(GIVEN DATA begins)
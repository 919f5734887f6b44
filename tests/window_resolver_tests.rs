use chrono::{NaiveDate, NaiveDateTime, TimeDelta};
use event_timeline::core::{
    NavigationDirection, RangeSelector, Window, initial_cursor, navigate, resolve,
};

fn at(year: i32, month: u32, day: u32, hour: u32, minute: u32) -> NaiveDateTime {
    NaiveDate::from_ymd_opt(year, month, day)
        .and_then(|date| date.and_hms_opt(hour, minute, 0))
        .expect("valid instant")
}

#[test]
fn window_ends_at_cursor_and_spans_range_days() {
    let cursor = at(2024, 1, 4, 0, 0);
    for range in RangeSelector::ALL {
        let window = resolve(cursor, range);
        assert_eq!(window.end, cursor);
        assert_eq!(window.duration(), TimeDelta::days(range.days()));
        assert_eq!(window.day_span(), range.days());
    }
}

#[test]
fn three_day_window_starts_three_days_back() {
    let window = resolve(at(2024, 1, 4, 0, 0), RangeSelector::ThreeDays);
    assert_eq!(window.start, at(2024, 1, 1, 0, 0));
}

#[test]
fn one_month_range_is_thirty_days() {
    let window = resolve(at(2024, 3, 31, 8, 0), RangeSelector::OneMonth);
    assert_eq!(window.start, at(2024, 3, 1, 8, 0));
}

#[test]
fn navigation_moves_by_exactly_one_range() {
    let cursor = at(2024, 6, 15, 13, 45);
    let back = navigate(cursor, RangeSelector::OneWeek, NavigationDirection::Prev);
    let forward = navigate(cursor, RangeSelector::OneWeek, NavigationDirection::Next);

    assert_eq!(back, at(2024, 6, 8, 13, 45));
    assert_eq!(forward, at(2024, 6, 22, 13, 45));
}

#[test]
fn prev_then_next_restores_cursor() {
    let cursor = at(2024, 2, 28, 23, 59);
    for range in RangeSelector::ALL {
        let back = navigate(cursor, range, NavigationDirection::Prev);
        assert_eq!(navigate(back, range, NavigationDirection::Next), cursor);
    }
}

#[test]
fn navigation_saturates_at_calendar_limits() {
    let moved = navigate(
        NaiveDateTime::MAX,
        RangeSelector::OneMonth,
        NavigationDirection::Next,
    );
    assert_eq!(moved, NaiveDateTime::MAX);

    let moved = navigate(
        NaiveDateTime::MIN,
        RangeSelector::OneDay,
        NavigationDirection::Prev,
    );
    assert_eq!(moved, NaiveDateTime::MIN);
}

#[test]
fn initial_cursor_prefers_latest_event_end() {
    let now = at(2030, 1, 1, 0, 0);
    let ends = [at(2024, 1, 3, 10, 0), at(2024, 1, 9, 8, 0), at(2024, 1, 5, 0, 0)];
    assert_eq!(initial_cursor(ends, now), at(2024, 1, 9, 8, 0));
}

#[test]
fn initial_cursor_falls_back_to_now_without_events() {
    let now = at(2030, 1, 1, 0, 0);
    assert_eq!(initial_cursor(Vec::new(), now), now);
}

#[test]
fn window_constructor_rejects_unordered_bounds() {
    let start = at(2024, 1, 2, 0, 0);
    assert!(Window::new(start, start).is_err());
    assert!(Window::new(start, at(2024, 1, 1, 0, 0)).is_err());
    assert!(Window::new(start, at(2024, 1, 3, 0, 0)).is_ok());
}

#[test]
fn range_tags_round_trip_through_from_str() {
    for range in RangeSelector::ALL {
        let parsed: RangeSelector = range.tag().parse().expect("known tag");
        assert_eq!(parsed, range);
    }
    assert!("6hours".parse::<RangeSelector>().is_err());
    assert_eq!(RangeSelector::default(), RangeSelector::ThreeDays);
}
(GIVEN DATA ends)
### TASK ITEM
Find out how many lines in the listing contain the string "moved". Give the number alone.

### RESPONSE AREA
4